(Saved entries)
•••

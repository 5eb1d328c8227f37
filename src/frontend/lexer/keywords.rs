//! Keyword table and prefix matching

use super::tokens::Keyword;

/// Keywords in match order.
///
/// A keyword whose spelling starts with another keyword's spelling must come
/// first: `走走` before `走`, `退退` before `退`.
pub const KEYWORDS: [Keyword; 22] = [
    Keyword::Become,
    Keyword::Begin,
    Keyword::CloseQuote,
    Keyword::Colon,
    Keyword::Dec,
    Keyword::DecBy,
    Keyword::DivideBy,
    Keyword::End,
    Keyword::EndLoop,
    Keyword::From,
    Keyword::Inc,
    Keyword::IncBy,
    Keyword::IsVar,
    Keyword::Loop,
    Keyword::Minus,
    Keyword::OpenQuote,
    Keyword::Period,
    Keyword::Plus,
    Keyword::Say,
    Keyword::Step,
    Keyword::Times,
    Keyword::To,
];

/// Match a keyword at the start of `source`
pub fn match_keyword(source: &str) -> Option<Keyword> {
    KEYWORDS
        .iter()
        .copied()
        .find(|keyword| source.starts_with(keyword.spelling()))
}

/// Look up a keyword by its exact spelling
pub fn keyword_from_str(s: &str) -> Option<Keyword> {
    KEYWORDS.iter().copied().find(|keyword| keyword.spelling() == s)
}
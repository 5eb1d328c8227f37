//! 字符串测试

use crate::frontend::lexer::{tokenize, Keyword, Token};

#[cfg(test)]
mod lexer_strings_tests {
    use super::*;

    #[test]
    fn test_string_literal() {
        assert_eq!(
            tokenize("“你好”").unwrap(),
            vec![
                Token::Keyword(Keyword::OpenQuote),
                Token::StringLiteral("你好".into()),
                Token::Keyword(Keyword::CloseQuote),
            ]
        );
    }

    #[test]
    fn test_string_content_is_verbatim() {
        assert_eq!(
            tokenize("“a # b 。 \\n”").unwrap()[1],
            Token::StringLiteral("a # b 。 \\n".into())
        );
    }

    #[test]
    fn test_leading_whitespace_in_string_is_stripped() {
        assert_eq!(
            tokenize("“  你好”").unwrap()[1],
            Token::StringLiteral("你好".into())
        );
    }

    #[test]
    fn test_string_starting_with_keyword_is_split() {
        // Keywords are matched before string mode kicks in
        assert_eq!(
            tokenize("“加油”").unwrap(),
            vec![
                Token::Keyword(Keyword::OpenQuote),
                Token::Keyword(Keyword::Plus),
                Token::Identifier("油".into()),
                Token::Keyword(Keyword::CloseQuote),
            ]
        );
    }

    #[test]
    fn test_unterminated_string_takes_rest() {
        assert_eq!(
            tokenize("“没完。").unwrap(),
            vec![
                Token::Keyword(Keyword::OpenQuote),
                Token::StringLiteral("没完。".into()),
            ]
        );
    }

    #[test]
    fn test_tokens_after_string() {
        assert_eq!(
            tokenize("唠唠：“嗨”。").unwrap(),
            vec![
                Token::Keyword(Keyword::Say),
                Token::Keyword(Keyword::Colon),
                Token::Keyword(Keyword::OpenQuote),
                Token::StringLiteral("嗨".into()),
                Token::Keyword(Keyword::CloseQuote),
                Token::Keyword(Keyword::Period),
            ]
        );
    }
}
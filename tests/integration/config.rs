//! Configuration loading tests

use std::fs;

use dongbei::run_with_config;
use dongbei::util::config::{load_config, Config, ConfigError};
use dongbei::util::logger::LogLevel;

#[test]
fn test_load_explicit_file() {
    let dir = tempfile::tempdir().unwrap();
    let path = dir.path().join("custom.toml");
    fs::write(
        &path,
        "[codegen]\nindent = \"\\t\"\nvar_prefix = \"v\"\n\n[run]\nshow_code = true\n\n[log]\nlevel = \"debug\"\n",
    )
    .unwrap();

    let config = load_config(Some(&path)).unwrap();
    assert_eq!(config.codegen.indent, "\t");
    assert_eq!(config.codegen.var_prefix, "v");
    assert_eq!(config.codegen.output_var, "_db_output");
    assert!(config.run.show_code);
    assert_eq!(config.log.level, LogLevel::Debug);
}

#[test]
fn test_missing_explicit_file_is_an_error() {
    let dir = tempfile::tempdir().unwrap();
    let path = dir.path().join("nope.toml");
    assert!(matches!(
        load_config(Some(&path)),
        Err(ConfigError::IoError(_))
    ));
}

#[test]
fn test_malformed_file_is_an_error() {
    let dir = tempfile::tempdir().unwrap();
    let path = dir.path().join("bad.toml");
    fs::write(&path, "[codegen\n").unwrap();
    assert!(matches!(
        load_config(Some(&path)),
        Err(ConfigError::ParseError(_))
    ));
}

#[test]
fn test_empty_indent_is_rejected() {
    let dir = tempfile::tempdir().unwrap();
    let path = dir.path().join("dongbei.toml");
    fs::write(&path, "[codegen]\nindent = \"\"\n").unwrap();
    assert!(matches!(
        load_config(Some(&path)),
        Err(ConfigError::Invalid(_))
    ));
}

#[test]
fn test_bad_generated_names_are_rejected() {
    for codegen in [
        "var_prefix = \"\"",
        "var_prefix = \"9x\"",
        "output_var = \"None\"",
        "output_var = \"a-b\"",
        "var_prefix = \"v\"\noutput_var = \"v0\"",
    ] {
        let text = format!("[codegen]\n{}\n", codegen);
        match Config::from_toml(&text) {
            Err(err @ ConfigError::Invalid(_)) => {
                assert!(err.to_string().starts_with("Invalid config: codegen."));
            }
            other => panic!("expected invalid config for {:?}, got {:?}", codegen, other),
        }
    }
}

#[test]
fn test_valid_custom_names_load_and_run() {
    let config = Config::from_toml(
        "[codegen]\nindent = \" \\t\"\noutput_var = \"out\"\nvar_prefix = \"v\"\n",
    )
    .unwrap();
    let source = "我从1到2磨叽：唠唠：我。磨叽完了。";
    assert_eq!(run_with_config(source, &config).unwrap(), "1\n2\n");
}

#[test]
fn test_custom_codegen_runs_the_same() {
    let mut config = Config::default();
    config.codegen.indent = "    ".into();
    config.codegen.output_var = "out".into();
    config.codegen.var_prefix = "x".into();

    let source = "我从1到2磨叽：唠唠：我。磨叽完了。";
    assert_eq!(run_with_config(source, &config).unwrap(), "1\n2\n");
}
//! Statement parsing
//!
//! Every production is recognized by its first one or two tokens. When no
//! production matches, nothing is consumed and `Ok(None)` is returned; this is
//! how the end of the program and the end of a loop body are found.

use crate::frontend::lexer::Keyword;
use crate::frontend::parser::ast::*;
use crate::frontend::parser::{ParseError, ParserState};

/// Statement parsing on top of [`ParserState`]
pub trait StatementParser {
    /// Parse statements until one fails to start
    fn parse_statements(&mut self) -> Result<Vec<Statement>, ParseError>;

    /// Parse one statement, `Ok(None)` if no statement starts here
    fn parse_one_statement(&mut self) -> Result<Option<Statement>, ParseError>;
}

impl StatementParser for ParserState<'_> {
    fn parse_statements(&mut self) -> Result<Vec<Statement>, ParseError> {
        let mut stmts = Vec::new();
        while let Some(stmt) = self.parse_one_statement()? {
            tracing::trace!("parsed {} statement", stmt.kind_name());
            stmts.push(stmt);
        }
        Ok(stmts)
    }

    fn parse_one_statement(&mut self) -> Result<Option<Statement>, ParseError> {
        if self.skip(Keyword::Say) {
            return parse_say_stmt(self).map(Some);
        }

        let start = self.save_position();
        let name = match self.try_identifier() {
            Some(name) => name.to_string(),
            None => return Ok(None),
        };

        if self.skip(Keyword::IsVar) {
            self.expect(Keyword::Period)?;
            return Ok(Some(Statement::VarDecl(name)));
        }
        if self.skip(Keyword::Become) {
            return parse_assign_stmt(self, name).map(Some);
        }
        if self.skip(Keyword::Inc) {
            self.expect(Keyword::Period)?;
            return Ok(Some(Statement::IncBy(name, Expression::one())));
        }
        if self.skip(Keyword::IncBy) {
            let expr = parse_step_amount(self)?;
            return Ok(Some(Statement::IncBy(name, expr)));
        }
        if self.skip(Keyword::Dec) {
            self.expect(Keyword::Period)?;
            return Ok(Some(Statement::DecBy(name, Expression::one())));
        }
        if self.skip(Keyword::DecBy) {
            let expr = parse_step_amount(self)?;
            return Ok(Some(Statement::DecBy(name, expr)));
        }
        if self.skip(Keyword::From) {
            return parse_loop_stmt(self, name).map(Some);
        }

        // An identifier alone does not start a statement
        self.restore_position(start);
        Ok(None)
    }
}

/// Parse the rest of `唠唠：expr。` after `唠唠`
fn parse_say_stmt(state: &mut ParserState<'_>) -> Result<Statement, ParseError> {
    state.expect(Keyword::Colon)?;
    let expr = state.parse_expression()?;
    state.expect(Keyword::Period)?;
    Ok(Statement::Say(expr))
}

/// Parse the rest of `name装expr。` after `装`
fn parse_assign_stmt(
    state: &mut ParserState<'_>,
    name: String,
) -> Result<Statement, ParseError> {
    let expr = state.parse_expression()?;
    state.expect(Keyword::Period)?;
    Ok(Statement::Assign(name, expr))
}

/// Parse `expr步。` after `走` or `退`
fn parse_step_amount(state: &mut ParserState<'_>) -> Result<Expression, ParseError> {
    let expr = state.parse_expression()?;
    state.expect(Keyword::Step)?;
    state.expect(Keyword::Period)?;
    Ok(expr)
}

/// Parse the rest of `name从expr到expr磨叽：stmts磨叽完了。` after `从`
fn parse_loop_stmt(
    state: &mut ParserState<'_>,
    var: String,
) -> Result<Statement, ParseError> {
    let from = state.parse_expression()?;
    state.expect(Keyword::To)?;
    let to = state.parse_expression()?;
    state.expect(Keyword::Loop)?;
    let body = state.parse_statements()?;
    state.expect(Keyword::EndLoop)?;
    Ok(Statement::Loop {
        var,
        from,
        to,
        body,
    })
}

•••

◆ Task brief:
Your task is to quote, without any alteration, the lines running from the top of the records to the line that holds "Match a keyword", both included.

◆ Solution for this task:
repository 5eb1d328c8227f37
filename src/frontend/lexer/keywords.rs
//! Keyword table and prefix matching

use super::tokens::Keyword;

/// Keywords in match order.
///
/// A keyword whose spelling starts with another keyword's spelling must come
/// first: `走走` before `走`, `退退` before `退`.
pub const KEYWORDS: [Keyword; 22] = [
    Keyword::Become,
    Keyword::Begin,
    Keyword::CloseQuote,
    Keyword::Colon,
    Keyword::Dec,
    Keyword::DecBy,
    Keyword::DivideBy,
    Keyword::End,
    Keyword::EndLoop,
    Keyword::From,
    Keyword::Inc,
    Keyword::IncBy,
    Keyword::IsVar,
    Keyword::Loop,
    Keyword::Minus,
    Keyword::OpenQuote,
    Keyword::Period,
    Keyword::Plus,
    Keyword::Say,
    Keyword::Step,
    Keyword::Times,
    Keyword::To,
];

/// Match a keyword at the start of `source`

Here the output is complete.